Approaching midday, and almost back at my cabin and enjoying the sun now showing considerable warmth, I was now in for the highlight of the day – a gaggle of geese attracted my attention to the sky, but there to a backdrop of picture perfect blue was a sight most pleasant – sharing a thermal, one adult White-tailed Eagle and one Black Stork! White-tailed Eagles are reasonably regular on my land, Black Storks aren't anymore! In former years, there used to be pretty much annual, but this was only the second in the last seven years, so pretty happy I was.
And then it was time for barbecue, aka doing nothing but sitting in the sun and scanning the sky. So passed several lazy hours, a steady stream of White Storks drifting north, mostly threes and fours, but also one flock of 23, also a number of Cranes and Buzzards northbound too. One more White-tailed Eagle, an immature this time and one new bird for the day, a Sparrowhawk. As evening approached, and with the day's tally sitting at 61, I took another walk, this time adding only Long-tailed Tits. Then, however, I returned for a grand finale upon my bench - just after 7.00 pm, a magnificent Lesser Spotted Eagle flying directly across my view, my first of the year and a very nice bird. Not long after, three Whooper Swans did a fly-by and then, to end the day in style, a little bit of a stake out – at 8.30 pm the previous evening, a Woodcock had passed over by cabin, calling its little grunt. So there I waited in expectation ...and at 8.30 pm, so it went over again! So the dying embers of the day, bird number 65 for my land.

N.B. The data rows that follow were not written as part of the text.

//! Platform-specific path utilities.
//!
//! This module locates:
//! - The default command interpreter used for `shell` launches
//! - The null device
//! - Candidate executables for a program name (POSIX exec search)

use crate::config::ShellConfig;
use crate::error::{PopenError, Result};
use std::path::{Path, PathBuf};

/// Get the path of the platform null device.
///
/// # Platform Behavior
/// - **Linux/macOS**: `/dev/null`
/// - **Windows**: `\\.\NUL`
pub fn null_device() -> &'static Path {
    #[cfg(unix)]
    {
        Path::new("/dev/null")
    }
    #[cfg(windows)]
    {
        Path::new(r"\\.\NUL")
    }
}

/// Locate the default command interpreter.
///
/// # Platform Behavior
/// - **Linux/macOS**: `/bin/sh`, which must exist
/// - **Windows**: `%COMSPEC%`, else `%SystemRoot%\System32\cmd.exe`
pub fn default_shell() -> Result<PathBuf> {
    #[cfg(unix)]
    {
        let shell = Path::new(ShellConfig::POSIX_SHELL);
        if shell.exists() {
            Ok(shell.to_path_buf())
        } else {
            Err(PopenError::NotFound {
                message: format!("no shell found at {}", shell.display()),
            })
        }
    }

    #[cfg(windows)]
    {
        windows_shell_from(|name| std::env::var(name).ok())
    }
}

/// Resolve the Windows interpreter from an environment lookup.
///
/// Kept free of the real environment so the fallback chain is testable.
#[cfg_attr(unix, allow(dead_code))]
pub(crate) fn windows_shell_from(lookup: impl Fn(&str) -> Option<String>) -> Result<PathBuf> {
    if let Some(comspec) = lookup(ShellConfig::COMSPEC_VAR).filter(|v| !v.is_empty()) {
        return Ok(PathBuf::from(comspec));
    }
    if let Some(root) = lookup(ShellConfig::SYSTEM_ROOT_VAR).filter(|v| !v.is_empty()) {
        return Ok(PathBuf::from(format!(r"{}\System32\cmd.exe", root)));
    }
    Err(PopenError::NotFound {
        message: format!(
            "no shell found: neither {} nor {} is set",
            ShellConfig::COMSPEC_VAR,
            ShellConfig::SYSTEM_ROOT_VAR
        ),
    })
}

/// List the paths `exec` should try for `program`, in order.
///
/// A program containing `/` is used as given. Otherwise each entry of
/// `path_var` (colon separated, falling back to a minimal default) is joined
/// with the program name. An empty entry means the current directory.
#[cfg_attr(windows, allow(dead_code))]
pub(crate) fn exec_candidates(program: &Path, path_var: Option<&str>) -> Vec<PathBuf> {
    if program.to_string_lossy().contains('/') {
        return vec![program.to_path_buf()];
    }
    path_var
        .unwrap_or(ShellConfig::FALLBACK_PATH)
        .split(':')
        .map(|dir| {
            if dir.is_empty() {
                PathBuf::from(".").join(program)
            } else {
                Path::new(dir).join(program)
            }
        })
        .collect()
}
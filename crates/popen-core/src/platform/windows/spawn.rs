//! CreateProcessW with an explicit inheritance allow-list.

use super::process::WindowsProcess;
use super::{owned, stdio, to_wide};
use crate::error::{PopenError, Result};
use crate::platform::paths::default_shell;
use crate::process::{marshal, LaunchConfig, ParentStreams};
use std::ffi::{c_void, OsStr};
use std::mem;
use std::ptr;
use tracing::{debug, info};
use windows_sys::Win32::Foundation::{CloseHandle, HANDLE, TRUE};
use windows_sys::Win32::System::Threading::{
    CreateProcessW, DeleteProcThreadAttributeList, InitializeProcThreadAttributeList,
    UpdateProcThreadAttribute, CREATE_UNICODE_ENVIRONMENT, EXTENDED_STARTUPINFO_PRESENT,
    LPPROC_THREAD_ATTRIBUTE_LIST, PROCESS_INFORMATION, PROC_THREAD_ATTRIBUTE_HANDLE_LIST,
    STARTF_USESHOWWINDOW, STARTF_USESTDHANDLES, STARTUPINFOEXW, STARTUPINFOW,
};

/// A one-entry `PROC_THREAD_ATTRIBUTE_LIST` carrying the handle allow-list.
///
/// The list points into `handles`, so both live together until
/// `CreateProcessW` has returned.
struct HandleAllowList {
    buffer: Vec<usize>,
    handles: Vec<HANDLE>,
}

impl HandleAllowList {
    fn new(handles: Vec<HANDLE>) -> Result<Self> {
        let mut size = 0usize;
        // SAFETY: size query with a null list; expected to fail with
        // ERROR_INSUFFICIENT_BUFFER after filling `size`.
        unsafe { InitializeProcThreadAttributeList(ptr::null_mut(), 1, 0, &mut size) };
        if size == 0 {
            return Err(PopenError::last_os_error("InitializeProcThreadAttributeList"));
        }

        let words = size.div_ceil(mem::size_of::<usize>());
        let mut list = Self {
            buffer: vec![0usize; words],
            handles,
        };
        // SAFETY: `buffer` holds at least `size` bytes, pointer-aligned.
        if unsafe { InitializeProcThreadAttributeList(list.as_ptr(), 1, 0, &mut size) } == 0 {
            // Not initialized: skip DeleteProcThreadAttributeList in Drop.
            let err = PopenError::last_os_error("InitializeProcThreadAttributeList");
            list.buffer.clear();
            return Err(err);
        }

        // SAFETY: the value pointer stays valid while `list` is alive.
        let ok = unsafe {
            UpdateProcThreadAttribute(
                list.as_ptr(),
                0,
                PROC_THREAD_ATTRIBUTE_HANDLE_LIST as usize,
                list.handles.as_ptr() as *const c_void,
                list.handles.len() * mem::size_of::<HANDLE>(),
                ptr::null_mut(),
                ptr::null(),
            )
        };
        if ok == 0 {
            return Err(PopenError::last_os_error("UpdateProcThreadAttribute"));
        }
        Ok(list)
    }

    fn as_ptr(&mut self) -> LPPROC_THREAD_ATTRIBUTE_LIST {
        self.buffer.as_mut_ptr() as LPPROC_THREAD_ATTRIBUTE_LIST
    }
}

impl Drop for HandleAllowList {
    fn drop(&mut self) {
        if !self.buffer.is_empty() {
            // SAFETY: the list was initialized in `new`.
            unsafe { DeleteProcThreadAttributeList(self.as_ptr()) };
        }
    }
}

pub(super) fn spawn(config: &mut LaunchConfig) -> Result<(WindowsProcess, ParentStreams)> {
    // Configuration checks first: nothing is allocated if these fail.
    config.stdio.validate()?;
    let shell = if config.shell {
        Some(match &config.executable {
            Some(interpreter) => interpreter.clone(),
            None => default_shell()?,
        })
    } else {
        None
    };
    let executable = if shell.is_some() {
        None
    } else {
        config.executable.as_deref()
    };
    let command = marshal::windows_command(executable, &config.args, shell.as_deref())?;
    let env_block = marshal::env_block_wide(&config.env)?;

    let application = command
        .application
        .as_deref()
        .map(|app| to_wide(app.as_os_str(), "executable path"))
        .transpose()?;
    let mut command_line = to_wide(OsStr::new(&command.command_line), "command line")?;
    let cwd = config
        .cwd
        .as_deref()
        .map(|dir| to_wide(dir.as_os_str(), "working directory"))
        .transpose()?;

    debug!("Spawning command line {}", command.command_line);

    // From here on, handles exist; each early return closes them on drop.
    let resolved = stdio::resolve(&config.stdio, config.pipesize)?;
    let [stdin, stdout, stderr] = stdio::child_handles(&resolved);

    let options = &config.windows;
    let mut flags = options.creation_flags;
    if env_block.is_some() {
        flags |= CREATE_UNICODE_ENVIRONMENT;
    }

    // SAFETY: STARTUPINFOEXW is plain data; all-zero is its documented initial state.
    let mut startup: STARTUPINFOEXW = unsafe { mem::zeroed() };
    startup.StartupInfo.dwFlags = STARTF_USESTDHANDLES | options.startup_info.flags;
    if let Some(show) = options.startup_info.show_window {
        startup.StartupInfo.dwFlags |= STARTF_USESHOWWINDOW;
        startup.StartupInfo.wShowWindow = show;
    }
    startup.StartupInfo.hStdInput = stdin;
    startup.StartupInfo.hStdOutput = stdout;
    startup.StartupInfo.hStdError = stderr;

    // Restrict inheritance to the std handles plus the caller's extras.
    let mut allow_list = if config.close_fds {
        let mut handles: Vec<HANDLE> = Vec::with_capacity(3 + options.startup_info.handle_list.len());
        for handle in [stdin, stdout, stderr]
            .into_iter()
            .chain(options.startup_info.handle_list.iter().map(|h| *h as HANDLE))
        {
            if !handle.is_null() && !handles.contains(&handle) {
                handles.push(handle);
            }
        }
        Some(HandleAllowList::new(handles)?)
    } else {
        None
    };
    if let Some(list) = allow_list.as_mut() {
        startup.lpAttributeList = list.as_ptr();
        startup.StartupInfo.cb = mem::size_of::<STARTUPINFOEXW>() as u32;
        flags |= EXTENDED_STARTUPINFO_PRESENT;
    } else {
        startup.StartupInfo.cb = mem::size_of::<STARTUPINFOW>() as u32;
    }

    // SAFETY: PROCESS_INFORMATION is plain data filled by CreateProcessW.
    let mut process_info: PROCESS_INFORMATION = unsafe { mem::zeroed() };
    // SAFETY: every pointer refers to a NUL-terminated buffer or struct that
    // outlives the call; `command_line` is mutable as CreateProcessW requires.
    let ok = unsafe {
        CreateProcessW(
            application.as_ref().map_or(ptr::null(), |a| a.as_ptr()),
            command_line.as_mut_ptr(),
            ptr::null(),
            ptr::null(),
            TRUE,
            flags,
            env_block
                .as_ref()
                .map_or(ptr::null(), |block| block.as_ptr() as *const c_void),
            cwd.as_ref().map_or(ptr::null(), |dir| dir.as_ptr()),
            &startup.StartupInfo,
            &mut process_info,
        )
    };
    if ok == 0 {
        // Captured before any cleanup call can overwrite the thread's last error.
        return Err(PopenError::last_os_error("CreateProcessW"));
    }
    drop(allow_list);

    // SAFETY: the primary thread handle is ours and unused.
    unsafe { CloseHandle(process_info.hThread) };
    // SAFETY: CreateProcessW returned a fresh process handle.
    let handle = unsafe { owned(process_info.hProcess) };

    let streams = stdio::into_parent_streams(resolved);
    info!("Started process {} ({})", process_info.dwProcessId, command.command_line);
    Ok((
        WindowsProcess::new(handle, process_info.dwProcessId, config.windows.creation_flags),
        streams,
    ))
}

6-8 April. Partial Lockdown.
Coronavirus cases now at 912, up 220 or so in the last four days, deaths at 15. Lithuanian government announces a PARTIAL LOCKDOWN for the coming Easter weekend - for three days, movement between municipalities prohibited, entry into all cities and towns across the country will be restricted. Very clever to announce so early however, just means everyone will just travel in advance of the lockdown! Wearing of face masks to become mandatory, currently only 20-30% of folk using them.
Meanwhile, up on my land, a growing sense of spring - temperature up to a pleasant 18 C, sun in full force. And with the sun, butterflies back on show (several Yellow-legged Tortoiseshells, a very nice Camberwell Beauty, a few Small Tortoiseshells and Peacocks, a couple of Commas and plenty of Brimstones), plus good numbers of amphibians out to play, lumbering Common Toads, a few Common Frogs and heaving hordes of Moor Frogs racheting up their annual din! Top of the lot though, a new species for my land, two Smooth Newts in one of my excavated pools, very pleased with those!
On the bird front, two new for the year - one smart Black-tailed Godwit in summer dress on the floodpool on the 6th, then my first returning Pied Flycatcher on the 8th. Equally nice, Woodcock is now a regular evening bird, roding at dusk on a regular crcuit, plus Water Rail and Bittern continuing their vocal ways.